In animal studies almost every well tensioned and well fixated graft placed across a wide open growth plate can cause a growth arrest [26–31]. Un-tensioned and poorly anchored grafts that violate over 7% of the growth plate’s cross-sectional area can also cause a growth arrest [32, 33]. One unique advantage of all-epiphyseal techniques of ACL reconstruction in the skeletally immature is that the theoretical risks of growth arrest from both drilling though the growth plate and from the tether effect are eliminated. Anatomic transportal techniques for drilling a transphyseal femoral tunnel will ream out a much larger swath of the distal femoral growth plate due to their oblique trajectory verses a trans-tibial drilled tunnel. Anatomic transphyseal techniques should be avoided in patients with wide open growth plates. A transverse all-epiphyseal tunnel or a physeal sparing intra/extra-articular technique is preferred in the very young athlete [5, 34].
Stiffness/Arthrofibrosis
Stiffness can complicate 8% of ACL reconstructions in young patients [35]. The author rehabilitates his immature patients identical to adults with immediate weight bearing as tolerated without any limits on motion. Patients may remove their post-op knee immobilizers at any time, and are instructed to remove it by post-op day #3 for slow gentle knee extension and flexion. It should be totally discontinued by post-op day #7. Swimming is encouraged to start on post-op #7. Formal physical therapy is started on about post-op day #7. Crutches are discontinued at about 3 weeks post-op when the physical therapist deems the patient safe for unassisted ambulation.

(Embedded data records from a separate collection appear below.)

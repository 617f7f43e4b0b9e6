use std::fmt;
use std::sync::Arc;

use schemars::JsonSchema;
use serde::{Deserialize, Serialize};

use super::{
    flowise_provider::{FlowiseLegacyConfig, FlowiseLegacyProvider},
    plain_provider::{PlainLegacyConfig, PlainLegacyProvider},
    supabase_provider::{SupabasePrimaryConfig, SupabasePrimaryProvider},
};
use crate::models::{Identity, LegacyAccount, ProfileFields, ProfileUpdate, SignUpReceipt};

/// Coarse classification of a failed provider call.
#[derive(Debug, Clone, Copy, PartialEq, Eq)]
pub enum FailureKind {
    /// The provider understood the request and refused the credentials.
    InvalidCredentials,
    /// The request left but no usable answer came back (timeout, broken body).
    Network,
    /// The provider could not be reached or answered with a server error.
    Unavailable,
    /// The provider refused a well-formed request (duplicate account, weak password...).
    Rejected,
}

impl FailureKind {
    pub fn as_str(&self) -> &'static str {
        match self {
            FailureKind::InvalidCredentials => "invalid_credentials",
            FailureKind::Network => "network",
            FailureKind::Unavailable => "unavailable",
            FailureKind::Rejected => "rejected",
        }
    }
}

/// The failure half of a single provider call.
#[derive(Debug, Clone, PartialEq, Eq)]
pub struct ProviderFailure {
    pub kind: FailureKind,
    pub message: String,
}

impl ProviderFailure {
    pub fn new(kind: FailureKind, message: impl Into<String>) -> Self {
        ProviderFailure {
            kind,
            message: message.into(),
        }
    }

    pub fn invalid_credentials(message: impl Into<String>) -> Self {
        Self::new(FailureKind::InvalidCredentials, message)
    }

    pub fn network(message: impl Into<String>) -> Self {
        Self::new(FailureKind::Network, message)
    }

    pub fn unavailable(message: impl Into<String>) -> Self {
        Self::new(FailureKind::Unavailable, message)
    }

    pub fn rejected(message: impl Into<String>) -> Self {
        Self::new(FailureKind::Rejected, message)
    }
}

impl fmt::Display for ProviderFailure {
    fn fmt(&self, f: &mut fmt::Formatter<'_>) -> fmt::Result {
        write!(f, "{} ({})", self.message, self.kind.as_str())
    }
}

/// Tagged outcome of one provider call, consumed immediately by the resolver.
pub type ProviderResult<T> = Result<T, ProviderFailure>;

/// Legacy SSO integrations that can start a redirect flow.
#[derive(Deserialize, Serialize, JsonSchema, Debug, Clone, Copy, PartialEq, Eq, Hash)]
#[serde(rename_all = "lowercase")]
pub enum SsoProvider {
    Google,
    Github,
    Azure,
    Auth0,
}

impl SsoProvider {
    pub fn as_str(&self) -> &'static str {
        match self {
            SsoProvider::Google => "google",
            SsoProvider::Github => "github",
            SsoProvider::Azure => "azure",
            SsoProvider::Auth0 => "auth0",
        }
    }

    pub fn parse(name: &str) -> Option<Self> {
        match name.to_ascii_lowercase().as_str() {
            "google" => Some(SsoProvider::Google),
            "github" => Some(SsoProvider::Github),
            "azure" => Some(SsoProvider::Azure),
            "auth0" => Some(SsoProvider::Auth0),
            _ => None,
        }
    }
}

/// The first-choice identity service, attempted for every operation.
#[async_trait::async_trait]
pub trait PrimaryProvider: Send + Sync {
    fn get_name(&self) -> &str;

    async fn sign_up(&self, email: &str, password: &str, name: &str)
        -> ProviderResult<SignUpReceipt>;
    async fn sign_in(&self, email: &str, password: &str) -> ProviderResult<Identity>;
    async fn sign_out(&self) -> ProviderResult<()>;
    /// Whether the provider currently holds a session for this client.
    async fn get_session(&self) -> ProviderResult<bool>;
    async fn get_current_user(&self) -> ProviderResult<Identity>;
    async fn update_profile(&self, update: &ProfileUpdate) -> ProviderResult<ProfileFields>;
    async fn reset_password(&self, email: &str) -> ProviderResult<()>;
    async fn update_password(&self, password: &str) -> ProviderResult<()>;
    /// Returns the external URL the user must be redirected to.
    async fn sign_in_with_oauth(&self, provider: &str) -> ProviderResult<String>;
}

/// The secondary identity service, only used for a fixed subset of operations.
#[async_trait::async_trait]
pub trait LegacyProvider: Send + Sync {
    fn get_name(&self) -> &str;

    async fn login(&self, email: &str, password: &str) -> ProviderResult<Identity>;
    async fn register_account(&self, account: &LegacyAccount) -> ProviderResult<Identity>;
    async fn forgot_password(&self, email: &str) -> ProviderResult<()>;
    /// Builds the redirect URL that starts an SSO flow with the given provider.
    fn sso_redirect(&self, provider: SsoProvider) -> ProviderResult<String>;
}

/// Configuration for the primary provider.
#[derive(Deserialize, Serialize, JsonSchema, Debug, Clone)]
#[serde(tag = "type")]
pub enum PrimaryProviderConfig {
    #[serde(rename = "supabase")]
    Supabase(SupabasePrimaryConfig),
}

impl PrimaryProviderConfig {
    pub fn name(&self) -> &str {
        match self {
            PrimaryProviderConfig::Supabase(cfg) => &cfg.name,
        }
    }

    /// Returns a description of what is missing, if anything.
    pub fn missing_fields(&self) -> Option<String> {
        match self {
            PrimaryProviderConfig::Supabase(cfg) if cfg.base_url.trim().is_empty() => {
                Some(format!("primary provider '{}' has no base_url", cfg.name))
            }
            PrimaryProviderConfig::Supabase(_) => None,
        }
    }
}

/// Configuration for the legacy provider.
#[derive(Deserialize, Serialize, JsonSchema, Debug, Clone)]
#[serde(tag = "type")]
pub enum LegacyProviderConfig {
    #[serde(rename = "flowise")]
    Flowise(FlowiseLegacyConfig),
    #[serde(rename = "plain")]
    Plain(PlainLegacyConfig),
}

impl LegacyProviderConfig {
    pub fn name(&self) -> &str {
        match self {
            LegacyProviderConfig::Flowise(cfg) => &cfg.name,
            LegacyProviderConfig::Plain(cfg) => &cfg.name,
        }
    }
}

/// Create the primary provider from its config.
pub fn create_primary_provider(config: &PrimaryProviderConfig) -> Arc<dyn PrimaryProvider> {
    match config {
        PrimaryProviderConfig::Supabase(cfg) => Arc::new(SupabasePrimaryProvider::new(cfg)),
    }
}

/// Create the legacy provider from its config.
pub fn create_legacy_provider(config: &LegacyProviderConfig) -> Arc<dyn LegacyProvider> {
    match config {
        LegacyProviderConfig::Flowise(cfg) => Arc::new(FlowiseLegacyProvider::new(cfg)),
        LegacyProviderConfig::Plain(cfg) => Arc::new(PlainLegacyProvider::new(cfg)),
    }
}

The author performs a 2–3 mm lateral and anterior notchplasty , especially when inserting a quintupled hamstring graft (tripled semitendinosis, doubled gracilis) which often measures 8.5–10 mm diameter. The author also places a tibial tunnel aperture as medial as possible with the tibial guide pin touching the lateral edge of the PCL. With an anatomic femoral tunnel the graft can impinge along the lateral wall of the notch especially at flexion angles >45° and can lead to stiffness and require manipulation under anesthesia and revision notchplasty in rare cases. If by 4–6 weeks postoperative the patient has greater than 10 degrees of full extension or cannot flex past 90 degrees then the author considers manipulation under anesthesia. The author uses an extension board starting at the first post-op visit (POD#7) if the patient has unusual stiffness. Serial extension casting (without surgery) can also be effective for mild to moderate knee flexion contracture in the first 6 weeks after surgery [36].